DIRECTIONS:
From the records that follow, copy every line that contains the word "CompanyRow".

INFORMATION PROVIDED:
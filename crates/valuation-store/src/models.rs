use serde::{Deserialize, Serialize};
use valuation_core::{Category, CompanyProfile, LineItem, LineValue, PeerComparison, Statement};

#[derive(Debug, Clone, Serialize, Deserialize, sqlx::FromRow)]
pub struct CompanyRow {
    pub company_id: i64,
    pub name: String,
    pub industry: Option<String>,
    pub description: Option<String>,
    pub isin: Option<String>,
    pub bse_code: Option<String>,
    pub nse_code: Option<String>,
    pub year_high: Option<f64>,
    pub year_low: Option<f64>,
    pub percent_change: Option<f64>,
    pub created_at: Option<String>,
}

impl CompanyRow {
    pub fn profile(&self) -> CompanyProfile {
        CompanyProfile {
            company_id: Some(self.company_id),
            name: self.name.clone(),
            industry: self.industry.clone(),
            year_high: self.year_high,
            year_low: self.year_low,
        }
    }
}

#[derive(Debug, Clone, Serialize, Deserialize, sqlx::FromRow)]
pub struct OfficerRow {
    pub officer_id: i64,
    pub company_id: i64,
    pub rank: Option<f64>,
    pub since: Option<String>,
    pub first_name: Option<String>,
    pub middle_name: Option<String>,
    pub last_name: Option<String>,
    pub age: Option<f64>,
    pub title: Option<String>,
}

#[derive(Debug, Clone, Serialize, Deserialize, sqlx::FromRow)]
pub struct PeerRow {
    pub peer_id: i64,
    pub company_id: i64,
    pub ticker_id: Option<String>,
    pub name: Option<String>,
    pub pb_ratio: Option<f64>,
    pub pe_ratio: Option<f64>,
    pub market_cap: Option<f64>,
    pub price: Option<f64>,
    pub percent_change: Option<f64>,
    pub net_change: Option<f64>,
    pub roe_5yr: Option<f64>,
    pub roe_ttm: Option<f64>,
    pub debt_to_equity: Option<f64>,
    pub net_profit_margin_5yr: Option<f64>,
    pub net_profit_margin_ttm: Option<f64>,
    pub dividend_yield: Option<f64>,
    pub shares_outstanding: Option<f64>,
    pub rating: Option<String>,
    pub year_high: Option<f64>,
    pub year_low: Option<f64>,
}

impl PeerRow {
    pub fn comparison(&self) -> PeerComparison {
        PeerComparison {
            pe_ratio: self.pe_ratio,
            pb_ratio: self.pb_ratio,
            roe_ttm: self.roe_ttm,
            debt_to_equity: self.debt_to_equity,
            net_profit_margin_ttm: self.net_profit_margin_ttm,
            net_profit_margin_5yr: self.net_profit_margin_5yr,
            shares_outstanding: self.shares_outstanding,
        }
    }
}

#[derive(Debug, Clone, Serialize, Deserialize, sqlx::FromRow)]
pub struct PriceRow {
    pub price_id: i64,
    pub company_id: i64,
    pub exchange: String, // "BSE" or "NSE"
    pub price: Option<f64>,
    pub created_at: Option<String>,
}

#[derive(Debug, Clone, Serialize, Deserialize, sqlx::FromRow)]
pub struct TechnicalRow {
    pub technical_id: i64,
    pub company_id: i64,
    pub days: Option<f64>,
    pub bse_price: Option<f64>,
    pub nse_price: Option<f64>,
}

#[derive(Debug, Clone, Serialize, Deserialize, sqlx::FromRow)]
pub struct StatementRow {
    pub statement_id: i64,
    pub company_id: i64,
    pub fiscal_year: Option<i64>,
    pub period_type: Option<String>,
    pub report_type: Option<String>,
    pub end_date: Option<String>,
    pub end_year: Option<i64>,
}

#[derive(Debug, Clone, Serialize, Deserialize, sqlx::FromRow)]
pub struct LineItemRow {
    pub category: String,
    pub display_name: Option<String>,
    pub key_name: Option<String>,
    pub value: Option<f64>,
}

impl LineItemRow {
    pub fn to_line_item(&self) -> anyhow::Result<LineItem> {
        Ok(LineItem {
            category: self.category.parse::<Category>()?,
            display_name: self.display_name.clone(),
            key_name: self.key_name.clone(),
            value: self.value.map(LineValue::Number),
        })
    }
}

#[derive(Debug, Clone, Serialize, Deserialize)]
pub struct StatementWithItems {
    #[serde(flatten)]
    pub statement: StatementRow,
    pub line_items: Vec<LineItemRow>,
}

impl StatementWithItems {
    pub fn to_statement(&self) -> anyhow::Result<Statement> {
        Ok(Statement {
            fiscal_year: self.statement.fiscal_year,
            end_year: self.statement.end_year,
            period_type: self.statement.period_type.clone(),
            report_type: self.statement.report_type.clone(),
            line_items: self
                .line_items
                .iter()
                .map(LineItemRow::to_line_item)
                .collect::<anyhow::Result<Vec<_>>>()?,
        })
    }
}

/// Everything stored for one company.
#[derive(Debug, Clone, Serialize, Deserialize)]
#[serde(rename_all = "camelCase")]
pub struct CompanyFullData {
    pub company: CompanyRow,
    pub officers: Vec<OfficerRow>,
    pub peers: Vec<PeerRow>,
    /// Newest first
    pub prices: Vec<PriceRow>,
    pub technical: Vec<TechnicalRow>,
    pub financial_statements: Vec<StatementWithItems>,
}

WORKED SOLUTION:
pub struct CompanyRow {
impl CompanyRow {
    pub company: CompanyRow,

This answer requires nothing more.